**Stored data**
//! API request and response DTOs
//!
//! Response types never carry password hashes. Email addresses are only
//! shown to their owner.

use chrono::{DateTime, Utc};
use serde::{Deserialize, Serialize};

use crate::data::{
    CommentWithAuthor, MessageWithSender, Notification, Page, PostWithAuthor, User,
};

// =============================================================================
// Requests
// =============================================================================

#[derive(Debug, Deserialize)]
pub struct RegisterRequest {
    pub username: String,
    pub email: String,
    pub password: String,
}

#[derive(Debug, Deserialize)]
pub struct LoginRequest {
    /// Username or email address
    #[serde(alias = "username", alias = "email")]
    pub login: String,
    pub password: String,
}

#[derive(Debug, Deserialize)]
pub struct ResetPasswordRequest {
    pub password: String,
}

/// Body of a new post, comment or message
#[derive(Debug, Deserialize)]
pub struct BodyRequest {
    #[serde(alias = "post", alias = "message")]
    pub body: String,
}

#[derive(Debug, Deserialize)]
pub struct EditProfileRequest {
    pub username: String,
    pub about_me: Option<String>,
    pub name: Option<String>,
    pub headline: Option<String>,
    pub location: Option<String>,
}

/// `?page=`; a missing or unparsable value means the first page
#[derive(Debug, Default, Deserialize)]
pub struct PageParams {
    pub page: Option<String>,
}

impl PageParams {
    /// Requested page, 1-based
    pub fn page(&self) -> u32 {
        self.page
            .as_deref()
            .and_then(|raw| raw.trim().parse::<u32>().ok())
            .unwrap_or(1)
            .max(1)
    }
}

/// `?since=`; a missing or unparsable value means 0
#[derive(Debug, Default, Deserialize)]
pub struct SinceParams {
    pub since: Option<String>,
}

impl SinceParams {
    /// Epoch seconds
    pub fn since(&self) -> f64 {
        self.since
            .as_deref()
            .and_then(|raw| raw.trim().parse::<f64>().ok())
            .filter(|since| since.is_finite())
            .unwrap_or(0.0)
    }
}

// =============================================================================
// Responses
// =============================================================================

#[derive(Debug, Clone, Serialize, Deserialize)]
pub struct UserResponse {
    pub id: i64,
    pub username: String,
    #[serde(skip_serializing_if = "Option::is_none")]
    pub email: Option<String>,
    pub confirmed: bool,
    pub name: Option<String>,
    pub headline: Option<String>,
    pub location: Option<String>,
    pub about_me: Option<String>,
    pub member_since: DateTime<Utc>,
    pub last_seen: DateTime<Utc>,
}

impl UserResponse {
    /// View of another user
    pub fn public(user: &User) -> Self {
        Self {
            id: user.id,
            username: user.username.clone(),
            email: None,
            confirmed: user.confirmed,
            name: user.name.clone(),
            headline: user.headline.clone(),
            location: user.location.clone(),
            about_me: user.about_me.clone(),
            member_since: user.member_since,
            last_seen: user.last_seen,
        }
    }

    /// View of the caller's own account
    pub fn own(user: &User) -> Self {
        Self {
            email: Some(user.email.clone()),
            ..Self::public(user)
        }
    }
}

#[derive(Debug, Clone, Serialize, Deserialize)]
pub struct LoginResponse {
    pub token: String,
    pub user: UserResponse,
}

#[derive(Debug, Clone, Serialize, Deserialize)]
pub struct PostResponse {
    pub id: i64,
    pub body: String,
    pub body_html: String,
    pub timestamp: DateTime<Utc>,
    pub author_id: i64,
    pub author_username: String,
    pub comment_count: i64,
}

impl From<PostWithAuthor> for PostResponse {
    fn from(post: PostWithAuthor) -> Self {
        Self {
            id: post.id,
            body: post.body,
            body_html: post.body_html,
            timestamp: post.timestamp,
            author_id: post.author_id,
            author_username: post.author_username,
            comment_count: post.comment_count,
        }
    }
}

#[derive(Debug, Clone, Serialize, Deserialize)]
pub struct CommentResponse {
    pub id: i64,
    pub post_id: i64,
    pub body: String,
    pub timestamp: DateTime<Utc>,
    pub author_id: i64,
    pub author_username: String,
}

impl From<CommentWithAuthor> for CommentResponse {
    fn from(comment: CommentWithAuthor) -> Self {
        Self {
            id: comment.id,
            post_id: comment.post_id,
            body: comment.body,
            timestamp: comment.timestamp,
            author_id: comment.author_id,
            author_username: comment.author_username,
        }
    }
}

#[derive(Debug, Clone, Serialize, Deserialize)]
pub struct PostDetailResponse {
    pub post: PostResponse,
    pub comments: Vec<CommentResponse>,
    pub likes: i64,
    pub liked: bool,
}

#[derive(Debug, Clone, Serialize, Deserialize)]
pub struct LikeResponse {
    pub liked: bool,
    pub likes: i64,
}

#[derive(Debug, Clone, Serialize, Deserialize)]
pub struct MessageResponse {
    pub id: i64,
    pub sender_id: i64,
    pub sender_username: String,
    pub recipient_id: i64,
    pub body: String,
    pub timestamp: DateTime<Utc>,
}

impl From<MessageWithSender> for MessageResponse {
    fn from(message: MessageWithSender) -> Self {
        Self {
            id: message.id,
            sender_id: message.sender_id,
            sender_username: message.sender_username,
            recipient_id: message.recipient_id,
            body: message.body,
            timestamp: message.timestamp,
        }
    }
}

#[derive(Debug, Clone, Serialize, Deserialize)]
pub struct NotificationResponse {
    pub name: String,
    pub data: serde_json::Value,
    pub timestamp: f64,
}

impl From<Notification> for NotificationResponse {
    fn from(notification: Notification) -> Self {
        Self {
            data: notification.data(),
            name: notification.name,
            timestamp: notification.timestamp,
        }
    }
}

/// One page of a listing with links to its neighbours
#[derive(Debug, Clone, Serialize, Deserialize)]
pub struct PageResponse<T> {
    pub items: Vec<T>,
    pub page: u32,
    pub next_url: Option<String>,
    pub prev_url: Option<String>,
}

impl<T> PageResponse<T> {
    /// Convert a page, linking neighbours as `{path}?page=N`
    pub fn from_page<U>(page: Page<U>, path: &str) -> Self
    where
        T: From<U>,
    {
        let link = |num: u32| format!("{path}?page={num}");
        Self {
            next_url: page.next_num().map(link),
            prev_url: page.prev_num().map(link),
            page: page.page,
            items: page.items.into_iter().map(T::from).collect(),
        }
    }
}

#[derive(Debug, Clone, Serialize, Deserialize)]
pub struct ProfileResponse {
    pub user: UserResponse,
    pub followers: i64,
    pub following: i64,
    /// Whether the caller follows this user
    pub is_following: bool,
    pub posts: PageResponse<PostResponse>,
}

#[derive(Debug, Clone, Serialize, Deserialize)]
pub struct PopupResponse {
    pub user: UserResponse,
    pub followers: i64,
    pub following: i64,
    pub is_following: bool,
}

**What the exercise asks**
In full and without alteration, transcribe the entries above.

**Answer box**
//! API request and response DTOs
//!
//! Response types never carry password hashes. Email addresses are only
//! shown to their owner.

use chrono::{DateTime, Utc};
use serde::{Deserialize, Serialize};

use crate::data::{
    CommentWithAuthor, MessageWithSender, Notification, Page, PostWithAuthor, User,
};

// =============================================================================
// Requests
// =============================================================================

#[derive(Debug, Deserialize)]
pub struct RegisterRequest {
    pub username: String,
    pub email: String,
    pub password: String,
}

#[derive(Debug, Deserialize)]
pub struct LoginRequest {
    /// Username or email address
    #[serde(alias = "username", alias = "email")]
    pub login: String,
    pub password: String,
}

#[derive(Debug, Deserialize)]
pub struct ResetPasswordRequest {
    pub password: String,
}

/// Body of a new post, comment or message
#[derive(Debug, Deserialize)]
pub struct BodyRequest {
    #[serde(alias = "post", alias = "message")]
    pub body: String,
}

#[derive(Debug, Deserialize)]
pub struct EditProfileRequest {
    pub username: String,
    pub about_me: Option<String>,
    pub name: Option<String>,
    pub headline: Option<String>,
    pub location: Option<String>,
}

/// `?page=`; a missing or unparsable value means the first page
#[derive(Debug, Default, Deserialize)]
pub struct PageParams {
    pub page: Option<String>,
}

impl PageParams {
    /// Requested page, 1-based
    pub fn page(&self) -> u32 {
        self.page
            .as_deref()
            .and_then(|raw| raw.trim().parse::<u32>().ok())
            .unwrap_or(1)
            .max(1)
    }
}

/// `?since=`; a missing or unparsable value means 0
#[derive(Debug, Default, Deserialize)]
pub struct SinceParams {
    pub since: Option<String>,
}

impl SinceParams {
    /// Epoch seconds
    pub fn since(&self) -> f64 {
        self.since
            .as_deref()
            .and_then(|raw| raw.trim().parse::<f64>().ok())
            .filter(|since| since.is_finite())
            .unwrap_or(0.0)
    }
}

// =============================================================================
// Responses
// =============================================================================

#[derive(Debug, Clone, Serialize, Deserialize)]
pub struct UserResponse {
    pub id: i64,
    pub username: String,
    #[serde(skip_serializing_if = "Option::is_none")]
    pub email: Option<String>,
    pub confirmed: bool,
    pub name: Option<String>,
    pub headline: Option<String>,
    pub location: Option<String>,
    pub about_me: Option<String>,
    pub member_since: DateTime<Utc>,
    pub last_seen: DateTime<Utc>,
}

impl UserResponse {
    /// View of another user
    pub fn public(user: &User) -> Self {
        Self {
            id: user.id,
            username: user.username.clone(),
            email: None,
            confirmed: user.confirmed,
            name: user.name.clone(),
            headline: user.headline.clone(),
            location: user.location.clone(),
            about_me: user.about_me.clone(),
            member_since: user.member_since,
            last_seen: user.last_seen,
        }
    }

    /// View of the caller's own account
    pub fn own(user: &User) -> Self {
        Self {
            email: Some(user.email.clone()),
            ..Self::public(user)
        }
    }
}

#[derive(Debug, Clone, Serialize, Deserialize)]
pub struct LoginResponse {
    pub token: String,
    pub user: UserResponse,
}

#[derive(Debug, Clone, Serialize, Deserialize)]
pub struct PostResponse {
    pub id: i64,
    pub body: String,
    pub body_html: String,
    pub timestamp: DateTime<Utc>,
    pub author_id: i64,
    pub author_username: String,
    pub comment_count: i64,
}

impl From<PostWithAuthor> for PostResponse {
    fn from(post: PostWithAuthor) -> Self {
        Self {
            id: post.id,
            body: post.body,
            body_html: post.body_html,
            timestamp: post.timestamp,
            author_id: post.author_id,
            author_username: post.author_username,
            comment_count: post.comment_count,
        }
    }
}

#[derive(Debug, Clone, Serialize, Deserialize)]
pub struct CommentResponse {
    pub id: i64,
    pub post_id: i64,
    pub body: String,
    pub timestamp: DateTime<Utc>,
    pub author_id: i64,
    pub author_username: String,
}

impl From<CommentWithAuthor> for CommentResponse {
    fn from(comment: CommentWithAuthor) -> Self {
        Self {
            id: comment.id,
            post_id: comment.post_id,
            body: comment.body,
            timestamp: comment.timestamp,
            author_id: comment.author_id,
            author_username: comment.author_username,
        }
    }
}

#[derive(Debug, Clone, Serialize, Deserialize)]
pub struct PostDetailResponse {
    pub post: PostResponse,
    pub comments: Vec<CommentResponse>,
    pub likes: i64,
    pub liked: bool,
}

#[derive(Debug, Clone, Serialize, Deserialize)]
pub struct LikeResponse {
    pub liked: bool,
    pub likes: i64,
}

#[derive(Debug, Clone, Serialize, Deserialize)]
pub struct MessageResponse {
    pub id: i64,
    pub sender_id: i64,
    pub sender_username: String,
    pub recipient_id: i64,
    pub body: String,
    pub timestamp: DateTime<Utc>,
}

impl From<MessageWithSender> for MessageResponse {
    fn from(message: MessageWithSender) -> Self {
        Self {
            id: message.id,
            sender_id: message.sender_id,
            sender_username: message.sender_username,
            recipient_id: message.recipient_id,
            body: message.body,
            timestamp: message.timestamp,
        }
    }
}

#[derive(Debug, Clone, Serialize, Deserialize)]
pub struct NotificationResponse {
    pub name: String,
    pub data: serde_json::Value,
    pub timestamp: f64,
}

impl From<Notification> for NotificationResponse {
    fn from(notification: Notification) -> Self {
        Self {
            data: notification.data(),
            name: notification.name,
            timestamp: notification.timestamp,
        }
    }
}

/// One page of a listing with links to its neighbours
#[derive(Debug, Clone, Serialize, Deserialize)]
pub struct PageResponse<T> {
    pub items: Vec<T>,
    pub page: u32,
    pub next_url: Option<String>,
    pub prev_url: Option<String>,
}

impl<T> PageResponse<T> {
    /// Convert a page, linking neighbours as `{path}?page=N`
    pub fn from_page<U>(page: Page<U>, path: &str) -> Self
    where
        T: From<U>,
    {
        let link = |num: u32| format!("{path}?page={num}");
        Self {
            next_url: page.next_num().map(link),
            prev_url: page.prev_num().map(link),
            page: page.page,
            items: page.items.into_iter().map(T::from).collect(),
        }
    }
}

#[derive(Debug, Clone, Serialize, Deserialize)]
pub struct ProfileResponse {
    pub user: UserResponse,
    pub followers: i64,
    pub following: i64,
    /// Whether the caller follows this user
    pub is_following: bool,
    pub posts: PageResponse<PostResponse>,
}

#[derive(Debug, Clone, Serialize, Deserialize)]
pub struct PopupResponse {
    pub user: UserResponse,
    pub followers: i64,
    pub following: i64,
    pub is_following: bool,
}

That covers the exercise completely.